Work required: Exactly how many lines in the entries contain "scopes"? Give that number alone.

Collected data
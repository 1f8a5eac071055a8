//! Typed expression evaluation.
//!
//! [`Evaluator`] evaluates retained HCL expressions against a set of named
//! namespaces (`global`, `terrastack`, iterator scopes) and a table of pure
//! `tm_*` functions. Evaluation is fully recursive over the expression
//! tree rather than delegated to `hcl-rs`' own evaluator: the lazy special
//! forms (`tm_ternary`, `tm_try`) need to intercept their arguments before
//! evaluation, and iterator scopes need lexical nesting.
//!
//! Conditionals and `tm_ternary` evaluate only the chosen branch. `tm_try`
//! returns the first argument that evaluates without error, which is also
//! the supported idiom for "value may not exist yet" reads such as
//! `tm_try(element.old, 0)`.

mod funcs;

use crate::error::{Result, TerrastackError};
use crate::tree::expr::{Expr, UNSET_KEYWORD};
use hcl::expr::{
    BinaryOperator, Conditional, Expression, ForExpr, FuncCall, ObjectKey, Operation,
    TemplateExpr, Traversal, TraversalOperator, UnaryOperator,
};
use hcl::template::{Directive, Element, Template};
use hcl::{Number, Value};
use std::collections::BTreeMap;

/// Implementation of a pure function: evaluated arguments in, value out.
pub type FuncImpl = fn(&[Value]) -> std::result::Result<Value, String>;

/// A lexical scope frame (iterator bindings, `for` variables).
pub(crate) type Frame = hcl::value::Map<String, Value>;

type EvalResult = std::result::Result<Value, String>;

/// Deep value equality with numbers compared numerically (`1 == 1.0`).
pub(crate) fn values_equal(a: &Value, b: &Value) -> bool {
    match (a, b) {
        (Value::Number(x), Value::Number(y)) => x.as_f64() == y.as_f64(),
        (Value::Array(x), Value::Array(y)) => {
            x.len() == y.len() && x.iter().zip(y).all(|(a, b)| values_equal(a, b))
        }
        (Value::Object(x), Value::Object(y)) => {
            x.len() == y.len()
                && x.iter().all(|(k, v)| y.get(k).is_some_and(|w| values_equal(v, w)))
        }
        _ => a == b,
    }
}

/// Builds a number from an f64, normalizing integral results back to
/// integers so arithmetic over integers stays integral.
pub(crate) fn number_from_f64(f: f64) -> std::result::Result<Number, String> {
    if !f.is_finite() {
        return Err("arithmetic produced a non-finite number".to_string());
    }
    if f.fract() == 0.0 && f.abs() < 9_007_199_254_740_992.0 {
        return Ok(Number::from(f as i64));
    }
    Number::from_f64(f).ok_or_else(|| "arithmetic produced an unrepresentable number".to_string())
}

/// An expression evaluator holding namespaces and a function table.
pub struct Evaluator {
    namespaces: BTreeMap<String, Value>,
    funcs: BTreeMap<String, FuncImpl>,
}

impl Default for Evaluator {
    fn default() -> Self {
        Self::new()
    }
}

Output of the exercise: 2